|When i read the previous volume in the "Isles" series (Servant of the Dragon, q.v.), i greatly enjoyed it, but something about it bothered me.
Now, having read this volume, and considering the matter, i have finally put my finger on it, i think -- these books read like using a "walkthru" cheatsheet to go through one of the old InfoCom computer text games -- "Zork", possibly, or the brilliant InfoCom version of "Hitch-hiker's Guide to the Galaxy".
Which is to say that each character goes through a series of adventures which contain numerous decision-points and always choose the right way to go when they have a choice; secondary characters, though interesting and sympathetic (or not), are introduced, hang around until they fulfill their sole programmed function, and then exit, usually fatally.

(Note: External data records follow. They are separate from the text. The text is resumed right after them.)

//! Container selection under a size ceiling.

use crate::provider::MAX_CONTAINERS;
use resvault_common::{Error, Result};

/// Where the next file goes.
#[derive(Debug, Clone, Copy, PartialEq, Eq)]
pub enum Slot {
    /// Append to the container currently being filled.
    Current(u32),
    /// Start a new container; the caller creates it before appending.
    Fresh(u32),
}

impl Slot {
    /// Target container id.
    pub fn data_id(self) -> u32 {
        match self {
            Slot::Current(id) | Slot::Fresh(id) => id,
        }
    }
}

/// Tracks the container being filled and decides when to roll over.
///
/// A file goes into the current container unless the container already
/// holds something and adding the file would take it past the ceiling.
/// Files are never split, so a file larger than the ceiling gets a
/// container to itself.
#[derive(Debug, Clone)]
pub struct Placement {
    ceiling: u64,
    current: Option<(u32, u64)>,
}

impl Placement {
    /// Start with no container open.
    pub fn new(ceiling: u64) -> Self {
        Self {
            ceiling,
            current: None,
        }
    }

    /// Continue filling an existing container.
    pub fn resume(ceiling: u64, data_id: u32, used: u64) -> Self {
        Self {
            ceiling,
            current: Some((data_id, used)),
        }
    }

    /// Container being filled and its byte count.
    pub fn current(&self) -> Option<(u32, u64)> {
        self.current
    }

    /// Choose a slot for a file of `len` bytes without recording it.
    ///
    /// # Errors
    /// - `InvalidInput` if a new container would exceed the container limit
    pub fn plan(&self, len: u64) -> Result<Slot> {
        match self.current {
            None => Ok(Slot::Fresh(0)),
            Some((id, used)) if used == 0 || used.saturating_add(len) <= self.ceiling => {
                Ok(Slot::Current(id))
            }
            Some((id, _)) => {
                let next = id + 1;
                if next >= MAX_CONTAINERS {
                    return Err(Error::InvalidInput(format!(
                        "Cannot place {} bytes: all {} containers are full",
                        len, MAX_CONTAINERS
                    )));
                }
                Ok(Slot::Fresh(next))
            }
        }
    }

    /// Record that `len` bytes were written into `slot`.
    pub fn commit(&mut self, slot: Slot, len: u64) {
        self.current = match (slot, self.current) {
            (Slot::Current(id), Some((cur, used))) if id == cur => Some((id, used + len)),
            (slot, _) => Some((slot.data_id(), len)),
        };
    }
}
/// Show per-extension statistics.
async fn cmd_extensions(config: EngineConfig, index: &Path, sizes: bool, json: bool) -> Result<()> {
    let index = resolve_index(index);

    let list = run_engine(config, "Failed to read extensions", move |engine| {
        engine.load(&index)?;
        if sizes {
            let kinds: Vec<String> = engine
                .extension_list()
                .into_iter()
                .map(|info| info.kind)
                .collect();
            for kind in kinds {
                engine.get_extension_size(&kind);
            }
        }
        Ok(engine.extension_list())
    })
    .await?;

    if json {
        println!(
            "{}",
            serde_json::to_string_pretty(&list).context("Failed to render JSON")?
        );
        return Ok(());
    }

    for info in list {
        let kind = if info.kind.is_empty() {
            "(none)"
        } else {
            info.kind.as_str()
        };
        let size = info.size_bytes.map(format_size).unwrap_or_default();
        let flag = if info.encrypted { "encrypted" } else { "" };
        println!("  {:<10} {:>8}  {:>12}  {}", kind, info.count, size, flag);
    }

    Ok(())
}

/// Export one entry.
async fn cmd_export(
    config: EngineConfig,
    index: &Path,
    name: String,
    dest: Option<PathBuf>,
) -> Result<()> {
    let index = resolve_index(index);
    let dest = match dest {
        Some(dest) => dest,
        None => destination(&config, None)?.join(&name),
    };
    let written = dest.clone();

    run_engine(config, "Failed to export entry", move |engine| {
        engine.load(&index)?;
        let entry = engine
            .get_entry(&name)
            .ok_or_else(|| resvault_common::Error::NotFound(name.clone()))?;
        engine.export_file_entry(&dest, &entry)
    })
    .await?;

    println!("Entry exported to {}", written.display());
    Ok(())
}

/// Export every entry.
async fn cmd_export_all(config: EngineConfig, index: &Path, dest: Option<PathBuf>) -> Result<()> {
    let index = resolve_index(index);
    let dest = destination(&config, dest)?;

    let report = run_engine(config, "Failed to export entries", move |engine| {
        engine.load(&index)?;
        engine.export_all_entries(&dest)
    })
    .await?;

    print_report("Exported", &report);
    Ok(())
}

What suspense there is comes primarily from narrative technique; rotating among four story threads that SEEM divergent but will come together by the end, cutting away from a given thread -- just as it looks as if Things Might Be Bad For Our Hero(ine) -- to resolve the cliffhanger left in another thread in the last chapter.
That said, it's really the characters i read these for -- Garric (and his ancestor, King Carus, who shares his head) and Cashel, Ilna and Sharina and so on, all of whom are interesting in their own right, and eminently suited for the sorts of challenges that Drake's plots throw at them.
Mechanical as the storyline might be, i enjoyed the ride, and i intend to be there for the next volume, also.
I mean, a roller coaster is locked to a track, mechanical and predictable and repetitious -- but we still ride the same coasters over and over and get the same thrills. Same for Drake and this series.